I wrote a big, long crabby post on Substack Notes about an idiot on LinkedIn and then deleted it because what purpose did that serve? But I am still annoyed about it. However, in lieu of rehashing it, instead I will complain about this snippet of a job description (which I also complained about in a Note):
“The pace here is genuinely uncomfortable. The right person finds that fun.” MASOCHISTS WANTED, APPLY WITHIN. Also, if you have to have a section in your job description titled “Fair Warning,” then it is time to log out of LinkedIn and sit with yourself for a while. (There is a reason this role has been posted over and over again for the past year.)
Why are there so many shows about ranching on television right now?

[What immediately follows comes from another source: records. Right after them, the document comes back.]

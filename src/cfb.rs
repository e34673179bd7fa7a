//! Compound File Binary format MS-CFB
//!
//! Read-only access to the streams of an in-memory compound file, enough to
//! pull the `Workbook` stream out of an xls file or to recognize an encrypted
//! OOXML package.

use std::fmt;

use encoding_rs::UTF_16LE;
use log::{debug, warn};

use crate::utils::{read_u16, read_u32, read_usize};

const OLE_SIGNATURE: [u8; 8] = [0xD0, 0xCF, 0x11, 0xE0, 0xA1, 0xB1, 0x1A, 0xE1];
const ENDOFCHAIN: u32 = 0xFFFF_FFFE;
const FREESECT: u32 = 0xFFFF_FFFF;
const HEADER_LEN: usize = 512;
const DIRECTORY_LEN: usize = 128;
const MINI_SECTOR_SIZE: usize = 64;
const HEADER_DIFAT_LEN: usize = 109;

/// A Cfb specific error
#[derive(Debug)]
pub enum CfbError {
    /// Not a compound file
    Ole,
    /// The buffer ends inside the header
    TruncatedHeader(usize),
    /// Sector shift is neither 9 nor 12
    SectorShift(u16),
    /// Header field out of its valid range
    InvalidHeader {
        /// field name
        field: &'static str,
        /// value found
        value: usize,
    },
    /// Sector id points outside of the buffer
    SectorOutOfRange {
        /// sector id
        id: u32,
        /// buffer length
        len: usize,
    },
    /// Sector chain loops or never ends
    CyclicChain(u32),
    /// Stream shorter than its directory entry claims
    TruncatedStream {
        /// stream name
        name: String,
        /// declared size
        expected: usize,
        /// bytes reachable through the sector chain
        found: usize,
    },
    /// Empty root directory
    EmptyRootDir,
    /// Stream not found
    StreamNotFound(String),
}

impl fmt::Display for CfbError {
    fn fmt(&self, f: &mut fmt::Formatter<'_>) -> fmt::Result {
        match self {
            CfbError::Ole => write!(f, "Invalid OLE signature (not an office document?)"),
            CfbError::TruncatedHeader(len) => {
                write!(f, "Compound file header truncated at {len} bytes")
            }
            CfbError::SectorShift(s) => {
                write!(f, "Invalid sector shift, expecting 0x09 or 0x0C, got {s:#x}")
            }
            CfbError::InvalidHeader { field, value } => {
                write!(f, "Invalid compound file header, {field} is {value}")
            }
            CfbError::SectorOutOfRange { id, len } => {
                write!(f, "Sector {id} is out of range of a {len} bytes file")
            }
            CfbError::CyclicChain(start) => {
                write!(f, "Sector chain starting at {start} does not terminate")
            }
            CfbError::TruncatedStream {
                name,
                expected,
                found,
            } => write!(
                f,
                "Stream '{name}' is truncated: expecting {expected} bytes, found {found}"
            ),
            CfbError::EmptyRootDir => write!(f, "Empty Root directory"),
            CfbError::StreamNotFound(s) => write!(f, "Cannot find '{s}' stream"),
        }
    }
}

impl std::error::Error for CfbError {}

/// A struct for managing Compound File Binary format
pub struct Cfb<'a> {
    data: &'a [u8],
    sector_size: usize,
    mini_cutoff: usize,
    fats: Vec<u32>,
    mini_fats: Vec<u32>,
    mini_stream: Vec<u8>,
    directories: Vec<Directory>,
}

impl<'a> Cfb<'a> {
    /// Checks the OLE signature without parsing anything else
    pub fn is_cfb(data: &[u8]) -> bool {
        data.starts_with(&OLE_SIGNATURE)
    }

    /// Create a new `Cfb`
    ///
    /// Reads header, FAT, directories, mini FAT and the mini stream.
    pub fn new(data: &'a [u8]) -> Result<Cfb<'a>, CfbError> {
        if !Cfb::is_cfb(data) {
            return Err(CfbError::Ole);
        }
        let h = Header::from_slice(data)?;
        debug!(
            "cfb: sector size {}, {} fat sectors, {} difat sectors",
            h.sector_size, h.fat_len, h.difat_len
        );

        // every fat, difat and mini fat sector must fit in the buffer
        let max_sectors = data.len() / h.sector_size;
        for (field, value) in [
            ("csectFat", h.fat_len),
            ("csectDif", h.difat_len),
            ("csectMiniFat", h.mini_fat_len),
        ] {
            if value > max_sectors {
                return Err(CfbError::InvalidHeader { field, value });
            }
        }

        let mut cfb = Cfb {
            data,
            sector_size: h.sector_size,
            mini_cutoff: h.mini_cutoff,
            fats: Vec::new(),
            mini_fats: Vec::new(),
            mini_stream: Vec::new(),
            directories: Vec::new(),
        };

        // difat: 109 entries in the header, then a chain of difat sectors
        // whose last entry points to the next one
        let mut difat = h.difat;
        let mut sector_id = h.difat_start;
        let mut seen = 0;
        while sector_id != FREESECT && sector_id != ENDOFCHAIN {
            if seen > h.difat_len.max(data.len() / cfb.sector_size) {
                return Err(CfbError::CyclicChain(h.difat_start));
            }
            let (entries, next) = cfb.sector(sector_id)?.split_at(cfb.sector_size - 4);
            difat.extend(entries.chunks_exact(4).map(read_u32));
            sector_id = read_u32(next);
            seen += 1;
        }

        let mut fats = Vec::new();
        for id in difat
            .into_iter()
            .filter(|id| *id != FREESECT)
            .take(h.fat_len)
        {
            fats.extend(cfb.sector(id)?.chunks_exact(4).map(read_u32));
        }
        cfb.fats = fats;

        let dirs = cfb.chain(h.dir_start)?;
        cfb.directories = dirs
            .chunks_exact(DIRECTORY_LEN)
            .map(|c| Directory::from_slice(c, cfb.sector_size))
            .collect();
        let root = match cfb.directories.first() {
            Some(root) if root.start != ENDOFCHAIN || root.len == 0 => root.clone(),
            _ => return Err(CfbError::EmptyRootDir),
        };

        if h.mini_fat_len > 0 && h.mini_fat_start != ENDOFCHAIN {
            let mini_fats = cfb.chain(h.mini_fat_start)?;
            cfb.mini_fats = mini_fats.chunks_exact(4).map(read_u32).collect();
        }
        if root.len > 0 {
            let mut mini_stream = cfb.chain(root.start)?;
            mini_stream.truncate(root.len);
            cfb.mini_stream = mini_stream;
        }
        Ok(cfb)
    }

    /// Checks if directory exists
    pub fn has_directory(&self, name: &str) -> bool {
        self.find(name).is_some()
    }

    /// Gets a stream by name out of directories
    pub fn get_stream(&self, name: &str) -> Result<Vec<u8>, CfbError> {
        debug!("get stream {name}");
        let d = self
            .find(name)
            .ok_or_else(|| CfbError::StreamNotFound(name.to_string()))?;
        let mut stream = if d.len < self.mini_cutoff {
            self.mini_chain(d.start, d.len)?
        } else {
            self.chain(d.start)?
        };
        if stream.len() < d.len {
            return Err(CfbError::TruncatedStream {
                name: name.to_string(),
                expected: d.len,
                found: stream.len(),
            });
        }
        stream.truncate(d.len);
        Ok(stream)
    }

    fn find(&self, name: &str) -> Option<&Directory> {
        self.directories
            .iter()
            .skip(1)
            .find(|d| d.is_stream && d.name.eq_ignore_ascii_case(name))
    }

    /// Sector `id` starts right after the header sector, it is always
    /// `sector_size` long
    fn sector(&self, id: u32) -> Result<&'a [u8], CfbError> {
        let start = (id as usize + 1).saturating_mul(self.sector_size);
        self.data
            .get(start..start.saturating_add(self.sector_size))
            .ok_or(CfbError::SectorOutOfRange {
                id,
                len: self.data.len(),
            })
    }

    fn chain(&self, start: u32) -> Result<Vec<u8>, CfbError> {
        let mut chain = Vec::new();
        let mut sector_id = start;
        let mut steps = 0;
        while sector_id != ENDOFCHAIN {
            if steps > self.data.len() / self.sector_size {
                return Err(CfbError::CyclicChain(start));
            }
            chain.extend_from_slice(self.sector(sector_id)?);
            sector_id = match self.fats.get(sector_id as usize) {
                Some(next) => *next,
                None => {
                    return Err(CfbError::SectorOutOfRange {
                        id: sector_id,
                        len: self.data.len(),
                    })
                }
            };
            steps += 1;
        }
        Ok(chain)
    }

    fn mini_chain(&self, start: u32, len: usize) -> Result<Vec<u8>, CfbError> {
        let mut chain = Vec::with_capacity(len.min(self.mini_stream.len()));
        let mut sector_id = start;
        let mut steps = 0;
        while sector_id != ENDOFCHAIN && chain.len() < len {
            if steps > self.mini_fats.len() {
                return Err(CfbError::CyclicChain(start));
            }
            let from = sector_id as usize * MINI_SECTOR_SIZE;
            let to = (from + MINI_SECTOR_SIZE).min(self.mini_stream.len());
            if from >= to {
                return Err(CfbError::SectorOutOfRange {
                    id: sector_id,
                    len: self.mini_stream.len(),
                });
            }
            chain.extend_from_slice(&self.mini_stream[from..to]);
            sector_id = self
                .mini_fats
                .get(sector_id as usize)
                .copied()
                .unwrap_or(ENDOFCHAIN);
            steps += 1;
        }
        Ok(chain)
    }
}

/// A hidden struct which defines cfb files structure
struct Header {
    sector_size: usize,
    mini_cutoff: usize,
    fat_len: usize,
    dir_start: u32,
    mini_fat_start: u32,
    mini_fat_len: usize,
    difat_start: u32,
    difat_len: usize,
    difat: Vec<u32>,
}

impl Header {
    fn from_slice(buf: &[u8]) -> Result<Header, CfbError> {
        if buf.len() < HEADER_LEN {
            return Err(CfbError::TruncatedHeader(buf.len()));
        }
        let sector_size = match read_u16(&buf[30..32]) {
            0x0009 => 512,
            0x000C => 4096,
            s => return Err(CfbError::SectorShift(s)),
        };
        let mini_cutoff = match read_usize(&buf[56..60]) {
            4096 => 4096,
            value => {
                return Err(CfbError::InvalidHeader {
                    field: "ulMiniSectorCutoff",
                    value,
                })
            }
        };
        let difat = buf[76..76 + HEADER_DIFAT_LEN * 4]
            .chunks_exact(4)
            .map(read_u32)
            .collect();
        Ok(Header {
            sector_size,
            mini_cutoff,
            fat_len: read_usize(&buf[44..48]),
            dir_start: read_u32(&buf[48..52]),
            mini_fat_start: read_u32(&buf[60..64]),
            mini_fat_len: read_usize(&buf[64..68]),
            difat_start: read_u32(&buf[68..72]),
            difat_len: read_usize(&buf[72..76]),
            difat,
        })
    }
}

/// A directory entry (MS-CFB 2.6)
#[derive(Clone)]
struct Directory {
    name: String,
    is_stream: bool,
    start: u32,
    len: usize,
}

impl Directory {
    fn from_slice(buf: &[u8], sector_size: usize) -> Directory {
        let name_len = (read_u16(&buf[64..66]) as usize).min(64);
        let name = UTF_16LE
            .decode(&buf[..name_len.saturating_sub(2)])
            .0
            .into_owned();
        let start = read_u32(&buf[116..120]);
        let len = if sector_size == 512 {
            // version 3 files only use the low 32 bits
            read_u32(&buf[120..124]) as u64
        } else {
            u64::from(read_u32(&buf[120..124])) | (u64::from(read_u32(&buf[124..128])) << 32)
        };
        let len = usize::try_from(len).unwrap_or_else(|_| {
            warn!("directory '{name}' declares an oversized stream");
            usize::MAX
        });
        Directory {
            name,
            is_stream: buf[66] == 2,
            start,
            len,
        }
    }
}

Or oil fields or other seemingly ranching-adjacent things? I wouldn’t know exactly what they are about, as I have never watched Yellowstone, 1923, The Madison, Dutton Ranch, 1883, Lawman: Bass Reeves, Marshalls, Tulsa King, Landman, or any of the related upcoming spinoffs.

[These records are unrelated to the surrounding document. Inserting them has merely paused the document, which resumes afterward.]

//! `Error` management module
//!
//! Wraps the errors of every format decoder and the failures of sheet and
//! header resolution.

use std::fmt;

use crate::locator::SheetSelector;
use crate::xls::XlsError;
use crate::xlsb::XlsbError;
use crate::xlsx::XlsxError;

/// A struct to handle any error and a message
#[derive(Debug)]
pub enum Error {
    /// Format tag outside of `xls`, `xlsx`, `xlsm` and `xlsb`
    UnsupportedFormat(String),

    /// xls specific error
    Xls(XlsError),
    /// xlsx and xlsm specific error
    Xlsx(XlsxError),
    /// xlsb specific error
    Xlsb(XlsbError),

    /// No sheet matches the selector
    SheetNotFound(SheetSelector),
    /// A header spec entry cannot be resolved to a column
    HeaderNotFound(String),

    /// Transport buffer cannot be written or read
    Transport(serde_json::Error),
}

from_err!(XlsError, Error, Xls);
from_err!(XlsxError, Error, Xlsx);
from_err!(XlsbError, Error, Xlsb);
from_err!(serde_json::Error, Error, Transport);

/// Coarse classification of an [`Error`]
#[derive(Debug, Clone, Copy, PartialEq, Eq, Hash)]
pub enum ErrorKind {
    /// Unknown format tag, or bytes of no known container
    UnsupportedFormat,
    /// Bytes that do not decode as the announced container
    MalformedContainer,
    /// Unknown sheet name or ordinal out of range
    SheetNotFound,
    /// Header name absent from the header row
    HeaderNotFound,
    /// Invalid transport buffer
    Transport,
}

impl Error {
    /// Classification of the error
    pub fn kind(&self) -> ErrorKind {
        match self {
            Error::UnsupportedFormat(_) => ErrorKind::UnsupportedFormat,
            Error::Xls(_) | Error::Xlsx(_) | Error::Xlsb(_) => ErrorKind::MalformedContainer,
            Error::SheetNotFound(_) => ErrorKind::SheetNotFound,
            Error::HeaderNotFound(_) => ErrorKind::HeaderNotFound,
            Error::Transport(_) => ErrorKind::Transport,
        }
    }
}

impl fmt::Display for Error {
    fn fmt(&self, f: &mut fmt::Formatter<'_>) -> fmt::Result {
        match self {
            Error::UnsupportedFormat(tag) => write!(f, "Unsupported format: '{tag}'"),
            Error::Xls(e) => write!(f, "Xls error: {e}"),
            Error::Xlsx(e) => write!(f, "Xlsx error: {e}"),
            Error::Xlsb(e) => write!(f, "Xlsb error: {e}"),
            Error::SheetNotFound(selector) => write!(f, "Cannot find sheet {selector}"),
            Error::HeaderNotFound(header) => write!(f, "Cannot find header named '{header}'"),
            Error::Transport(e) => write!(f, "Transport error: {e}"),
        }
    }
}

impl std::error::Error for Error {
    fn source(&self) -> Option<&(dyn std::error::Error + 'static)> {
        match self {
            Error::Xls(e) => Some(e),
            Error::Xlsx(e) => Some(e),
            Error::Xlsb(e) => Some(e),
            Error::Transport(e) => Some(e),
            _ => None,
        }
    }
}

I know that many of these are related to one another, that Taylor Sheridan is behind some or all of them, and that our current hyper-masculine, rugged-individualism, American-dynastic-fantasy political moment is probably to blame, HOWEVER, when is enough enough? When do we lose track of which ropy-armed Yogalates blonde is which? How many shaggy-jawed 1990s heartthrobs can one franchise possibly employ? How many innocent viewers will be harmed by leaden plot anvil after leaden plot anvil falling directly on their heads? (Again! I’m only guessing based on trailers I cannot escape!)
I know a lot of people like these shows, and I know my tastes are very different (I also did not feel called to watch Succession, a show that seemed like it was just about people being assholes to each other), but how can you possibly watch this many shows about this many assholes? It must be very compelling. If you are a fan and would recommend one or many of them, please share. There are only so many 1992-2002 classics I can watch.





That job description . . . "genuinely uncomfortable." In the immortal words of Cathy, "ACK!"
I have fallen into The Traitors multiverse and cannot escape. Currently on the 2nd season of Australia. I will say (so far) the folks on the first season of New Zealand are the nicest. Even when there's conflict it feels like everyone is respectful and mostly kind. Deli Boys just started up again on Hulu and the Drakkar Noir joke from the first season made me fan for life.
I'm glad he has provided some older actresses with work, but you'll never catch me watching a single Taylor Sheridan-verse show. Romanticizing oil barons? In this economy? However, I'll never apologize for my love of Succession - it contains some of the cringiest, funniest, best scenes ever acted on television. Beginning to end, it's perfection.
I need something to rewatch now that I'm almost done with The Good Wife, and I'm thinking it's time to revisit Mad Men.